Action item:
In the records below, tally each line that contains the word "enum" and give the total only.

Exercise materials:

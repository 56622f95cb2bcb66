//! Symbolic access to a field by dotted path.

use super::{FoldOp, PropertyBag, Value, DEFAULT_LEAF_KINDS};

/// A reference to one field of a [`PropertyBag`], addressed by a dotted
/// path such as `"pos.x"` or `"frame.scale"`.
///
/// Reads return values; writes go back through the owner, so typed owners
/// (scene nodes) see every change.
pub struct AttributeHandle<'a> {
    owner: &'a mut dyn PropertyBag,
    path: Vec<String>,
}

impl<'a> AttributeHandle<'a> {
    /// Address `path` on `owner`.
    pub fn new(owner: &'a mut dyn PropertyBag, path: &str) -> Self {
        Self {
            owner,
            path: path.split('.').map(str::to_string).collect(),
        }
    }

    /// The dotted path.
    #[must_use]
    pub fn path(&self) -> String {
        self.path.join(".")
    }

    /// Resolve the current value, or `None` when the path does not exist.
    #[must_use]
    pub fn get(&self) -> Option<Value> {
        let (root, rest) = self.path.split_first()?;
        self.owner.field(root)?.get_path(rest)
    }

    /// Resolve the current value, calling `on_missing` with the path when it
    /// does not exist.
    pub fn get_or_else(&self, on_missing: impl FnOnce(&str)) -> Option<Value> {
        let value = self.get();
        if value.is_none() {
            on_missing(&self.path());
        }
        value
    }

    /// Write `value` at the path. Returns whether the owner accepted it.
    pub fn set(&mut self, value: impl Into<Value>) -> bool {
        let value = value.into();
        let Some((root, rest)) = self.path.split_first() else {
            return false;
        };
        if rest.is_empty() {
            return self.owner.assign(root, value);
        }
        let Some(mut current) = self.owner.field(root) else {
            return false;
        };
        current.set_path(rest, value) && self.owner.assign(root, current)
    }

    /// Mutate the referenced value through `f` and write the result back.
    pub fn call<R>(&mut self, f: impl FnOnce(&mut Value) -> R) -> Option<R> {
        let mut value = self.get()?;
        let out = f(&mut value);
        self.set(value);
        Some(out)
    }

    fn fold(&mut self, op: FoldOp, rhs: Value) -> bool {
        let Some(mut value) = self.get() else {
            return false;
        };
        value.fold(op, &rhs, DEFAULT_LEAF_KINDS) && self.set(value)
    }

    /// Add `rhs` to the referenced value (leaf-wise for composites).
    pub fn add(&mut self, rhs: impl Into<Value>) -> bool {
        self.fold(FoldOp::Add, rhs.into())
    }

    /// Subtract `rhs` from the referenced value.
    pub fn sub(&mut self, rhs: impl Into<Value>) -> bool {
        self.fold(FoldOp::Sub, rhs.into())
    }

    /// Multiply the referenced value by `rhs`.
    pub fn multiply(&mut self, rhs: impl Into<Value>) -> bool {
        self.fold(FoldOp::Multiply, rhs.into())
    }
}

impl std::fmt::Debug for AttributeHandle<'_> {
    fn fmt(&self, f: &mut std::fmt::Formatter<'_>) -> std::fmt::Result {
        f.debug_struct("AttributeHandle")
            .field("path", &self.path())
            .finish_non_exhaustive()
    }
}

---

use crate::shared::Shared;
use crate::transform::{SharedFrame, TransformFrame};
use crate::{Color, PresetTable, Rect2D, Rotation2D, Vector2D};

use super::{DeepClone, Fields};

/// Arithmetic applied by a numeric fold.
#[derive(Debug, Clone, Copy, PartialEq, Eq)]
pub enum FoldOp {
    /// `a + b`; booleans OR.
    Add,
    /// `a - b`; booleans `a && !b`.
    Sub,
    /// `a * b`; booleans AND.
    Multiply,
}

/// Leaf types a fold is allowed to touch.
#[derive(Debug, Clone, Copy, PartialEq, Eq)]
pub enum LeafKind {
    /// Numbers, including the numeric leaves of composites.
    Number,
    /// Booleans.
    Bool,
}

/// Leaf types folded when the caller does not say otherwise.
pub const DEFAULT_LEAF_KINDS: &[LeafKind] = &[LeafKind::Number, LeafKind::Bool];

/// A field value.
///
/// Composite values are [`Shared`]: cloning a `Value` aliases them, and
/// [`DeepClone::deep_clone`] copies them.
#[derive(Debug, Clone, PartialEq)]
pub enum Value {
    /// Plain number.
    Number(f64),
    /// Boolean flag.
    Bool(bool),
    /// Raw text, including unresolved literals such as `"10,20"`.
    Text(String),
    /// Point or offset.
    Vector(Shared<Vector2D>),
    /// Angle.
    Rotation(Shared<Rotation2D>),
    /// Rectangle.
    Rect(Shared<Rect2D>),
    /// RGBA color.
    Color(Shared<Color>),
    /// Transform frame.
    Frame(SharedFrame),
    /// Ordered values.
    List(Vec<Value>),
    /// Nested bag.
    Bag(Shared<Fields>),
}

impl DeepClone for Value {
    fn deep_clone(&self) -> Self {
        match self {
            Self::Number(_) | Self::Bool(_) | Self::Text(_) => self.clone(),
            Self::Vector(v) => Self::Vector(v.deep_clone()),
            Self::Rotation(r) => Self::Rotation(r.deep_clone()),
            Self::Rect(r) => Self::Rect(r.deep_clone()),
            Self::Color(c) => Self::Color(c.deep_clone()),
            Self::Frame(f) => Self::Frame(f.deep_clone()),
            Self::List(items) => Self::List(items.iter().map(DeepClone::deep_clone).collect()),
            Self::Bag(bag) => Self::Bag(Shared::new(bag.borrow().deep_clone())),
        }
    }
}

Response to this exercise:
3